> **Instructions to follow**
The lines to copy from the data below are those that hold the string "InboxError".

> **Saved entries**
######
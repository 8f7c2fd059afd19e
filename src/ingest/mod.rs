//! Loading messages from MBOX exports and `.eml` files into records.

pub mod mbox;
pub mod message;

use std::path::{Path, PathBuf};

use tracing::{debug, info, warn};

use crate::error::{InboxError, Result};
use crate::model::EmailRecord;

pub use mbox::MboxReader;
pub use message::parse_message;

/// Default cap on messages taken per ingest.
pub const DEFAULT_MAX_MESSAGES: usize = 50;

/// Default per-message size limit (32 MiB).
pub const DEFAULT_MAX_MESSAGE_SIZE: usize = 32 * 1024 * 1024;

#[derive(Debug, Clone)]
pub struct IngestOptions {
    /// Stop after this many records. `0` means no limit.
    pub max_messages: usize,
    /// Keep only messages carrying this label (case-insensitive).
    pub label_filter: Option<String>,
    /// Larger messages are truncated before parsing.
    pub max_message_size: usize,
}

impl Default for IngestOptions {
    fn default() -> Self {
        Self {
            max_messages: DEFAULT_MAX_MESSAGES,
            label_filter: None,
            max_message_size: DEFAULT_MAX_MESSAGE_SIZE,
        }
    }
}

impl IngestOptions {
    fn accepts(&self, record: &EmailRecord) -> bool {
        match &self.label_filter {
            Some(wanted) => record.labels.iter().any(|l| l.eq_ignore_ascii_case(wanted)),
            None => true,
        }
    }

    fn is_full(&self, taken: usize) -> bool {
        self.max_messages != 0 && taken >= self.max_messages
    }
}

/// Result of an ingest run.
#[derive(Debug, Default)]
pub struct IngestReport {
    pub records: Vec<EmailRecord>,
    /// Messages that could not be parsed.
    pub unparseable: usize,
    /// Messages dropped by the label filter.
    pub filtered: usize,
}

impl IngestReport {
    fn take(&mut self, raw: &[u8], options: &IngestOptions) {
        match parse_message(raw) {
            Some(record) if options.accepts(&record) => self.records.push(record),
            Some(record) => {
                debug!(id = %record.id, "Skipping message outside label filter");
                self.filtered += 1;
            }
            None => self.unparseable += 1,
        }
    }
}

/// Ingest several inputs in order, sharing one message limit.
pub fn ingest_paths(
    paths: &[PathBuf],
    options: &IngestOptions,
    progress: Option<&dyn Fn(u64, u64)>,
) -> Result<IngestReport> {
    let mut report = IngestReport::default();
    for path in paths {
        if options.is_full(report.records.len()) {
            break;
        }
        ingest_into(path, options, progress, &mut report)?;
    }
    info!(
        records = report.records.len(),
        unparseable = report.unparseable,
        filtered = report.filtered,
        "Ingest complete"
    );
    Ok(report)
}

/// Ingest one MBOX file, `.eml` file, or directory of them.
pub fn ingest_path(
    path: impl AsRef<Path>,
    options: &IngestOptions,
    progress: Option<&dyn Fn(u64, u64)>,
) -> Result<IngestReport> {
    ingest_paths(&[path.as_ref().to_path_buf()], options, progress)
}

fn ingest_into(
    path: &Path,
    options: &IngestOptions,
    progress: Option<&dyn Fn(u64, u64)>,
    report: &mut IngestReport,
) -> Result<()> {
    if !path.exists() {
        return Err(InboxError::FileNotFound(path.to_path_buf()));
    }

    if path.is_dir() {
        let mut entries: Vec<PathBuf> = std::fs::read_dir(path)
            .map_err(|e| InboxError::io(path, e))?
            .filter_map(|entry| entry.ok().map(|e| e.path()))
            .filter(|p| p.is_file() && is_mail_file(p))
            .collect();
        entries.sort();
        debug!(dir = %path.display(), files = entries.len(), "Ingesting directory");
        for entry in entries {
            if options.is_full(report.records.len()) {
                break;
            }
            ingest_into(&entry, options, progress, report)?;
        }
        return Ok(());
    }

    if has_extension(path, "eml") {
        let raw = std::fs::read(path).map_err(|e| InboxError::io(path, e))?;
        let before = report.unparseable;
        report.take(&raw, options);
        if report.unparseable > before {
            warn!(path = %path.display(), "Could not parse message file");
        }
        return Ok(());
    }

    let reader = MboxReader::new(path, options.max_message_size)?;
    reader.for_each_message(
        &mut |offset, raw| {
            let before = report.unparseable;
            report.take(raw, options);
            if report.unparseable > before {
                warn!(path = %path.display(), offset, "Could not parse message");
            }
            !options.is_full(report.records.len())
        },
        progress,
    )?;
    Ok(())
}

fn is_mail_file(path: &Path) -> bool {
    has_extension(path, "eml") || has_extension(path, "mbox")
}

fn has_extension(path: &Path, ext: &str) -> bool {
    path.extension()
        .and_then(|e| e.to_str())
        .is_some_and(|e| e.eq_ignore_ascii_case(ext))
}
######
> **Solution**
use crate::error::{InboxError, Result};
        return Err(InboxError::FileNotFound(path.to_path_buf()));
            .map_err(|e| InboxError::io(path, e))?
        let raw = std::fs::read(path).map_err(|e| InboxError::io(path, e))?;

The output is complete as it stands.